Understanding the backdrop is key to understanding the drugs likely to drive future growth for biosimilars in the Japanese market, which analysts suggest will accelerate to an average 40 percent a year between 2017 and 2021.2 Three biosimilars are likely to drive growth: etanercept and soon-to-be launched trastuzumab biosimilars, which will have the advantage of lower patient co-payment rates than the originators because the originators do not fall within the cap program, and rituximab biosimilars, which will benefit from the DPC system (Exhibit 3).

3
Japan’s reimbursement system has influenced biosimilar demand and will continue to do so in the future.
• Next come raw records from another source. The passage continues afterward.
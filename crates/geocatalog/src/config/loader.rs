use std::path::Path;

use crate::config::schema::ScanConfig;
use crate::error::ConfigError;

const SCHEMA_JSON: &str = include_str!("../../../../schema/scan-config-v1.json");

pub fn load_config<P: AsRef<Path>>(path: P) -> Result<ScanConfig, ConfigError> {
    let path = path.as_ref();
    let content = std::fs::read_to_string(path).map_err(|e| ConfigError::ReadFile {
        path: path.to_path_buf(),
        source: e,
    })?;

    load_config_from_str(&content)
}

pub fn load_config_from_str(content: &str) -> Result<ScanConfig, ConfigError> {
    let json_value: serde_json::Value = serde_json::from_str(content)?;

    validate_schema(&json_value)?;

    let config: ScanConfig = serde_json::from_value(json_value)?;

    config.validate()?;

    Ok(config)
}

fn validate_schema(json_value: &serde_json::Value) -> Result<(), ConfigError> {
    let schema: serde_json::Value =
        serde_json::from_str(SCHEMA_JSON).map_err(|e| ConfigError::Validation {
            message: format!("Invalid embedded schema JSON: {}", e),
        })?;

    let validator = jsonschema::validator_for(&schema).map_err(|e| ConfigError::Validation {
        message: format!("Failed to compile JSON schema: {}", e),
    })?;

    let error_messages: Vec<String> = validator
        .iter_errors(json_value)
        .map(|e| e.to_string())
        .collect();
    if !error_messages.is_empty() {
        return Err(ConfigError::SchemaValidation {
            errors: error_messages.join("; "),
        });
    }

    Ok(())
}
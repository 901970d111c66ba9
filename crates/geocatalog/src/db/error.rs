//! Catalog storage error types.

use std::path::PathBuf;
use thiserror::Error;

/// Errors from catalog storage operations.
#[derive(Error, Debug)]
pub enum DatabaseError {
    /// SQLite error from rusqlite.
    #[error("SQLite error: {0}")]
    Sqlite(#[from] rusqlite::Error),

    /// IO error when creating directories or reading the catalog header.
    #[error("IO error for path '{path}': {source}")]
    Io {
        path: PathBuf,
        #[source]
        source: std::io::Error,
    },

    /// A migration failed to apply.
    #[error("Migration failed at version {version}: {reason}")]
    Migration { version: u32, reason: String },

    /// The connection lock was poisoned.
    #[error("Database lock poisoned")]
    LockPoisoned,

    /// The file exists but is not a catalog this crate can manage.
    #[error("'{path}' is not a geospatial catalog: {reason}")]
    ForeignCatalog { path: PathBuf, reason: String },

    /// The catalog table lacks identity or core columns.
    #[error("Catalog table '{table}' is missing required columns: {}", missing.join(", "))]
    IncompatibleSchema { table: String, missing: Vec<String> },

    /// The catalog was written by a newer schema.
    #[error("Catalog schema version {found} is newer than the supported version {supported}")]
    NewerSchema { found: u32, supported: u32 },

    /// A table name that is not a plain SQL identifier.
    #[error("Invalid table name '{0}'")]
    InvalidIdentifier(String),

    /// A JSON column could not be encoded or decoded.
    #[error("Serialization error: {0}")]
    Serialization(#[from] serde_json::Error),
}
Such predictions will change if regulations change in respect to reimbursements and “biosames.” In Japan, pharmaceutical companies’ market defense now includes the launch of biosames. In June 2019, Japan’s Kyowa Kirin gained market approval for darbepoetin-alfa injection, a biosame version of its own originator product, Nesp, through its wholly owned subsidiary, Kyowa Kirin Frontier. The biosame has the same listed price as the biosimilar. But these caveats only amplify the need for biosimilar manufacturers wishing to succeed in Japan to understand the market dynamics to craft their strategies—and their commercial models, particularly.

As in all markets, it makes sense to invest in building biosimilar awareness among healthcare providers, addressing their concerns about efficacy and safety. Real-world evidence generated in other markets, such as the Nordic countries, and the support of international key opinion leaders will be critical.

As in all markets, it makes sense to invest in building biosimilar awareness among healthcare providers, addressing their concerns about efficacy and safety.

In addition, manufacturers should target accounts incentivized to prescribe biosimilars (for example, hospitals under the DPC system). Or they should target sizable subgroups of patients whose treatment with biosimilars could hit the co-pay cap and thus lower patient costs in line with those of the originators. For example, prescriptions for adalimumab for elderly patients could reach the cap, as the elderly are likely to be taking several different drugs, the combined costs of which would be considered under the co-pay system. Likewise, prescriptions for bevacizumab for patients with high body weight could hit the cap, as the dosage is weight related.

Companies should also consider their partnership strategies. An understanding of the likely uptake of any molecule in the portfolio, given the reimbursement regime, will help them decide which drugs warrant the full attention of the sales force and which are best marketed with a partner.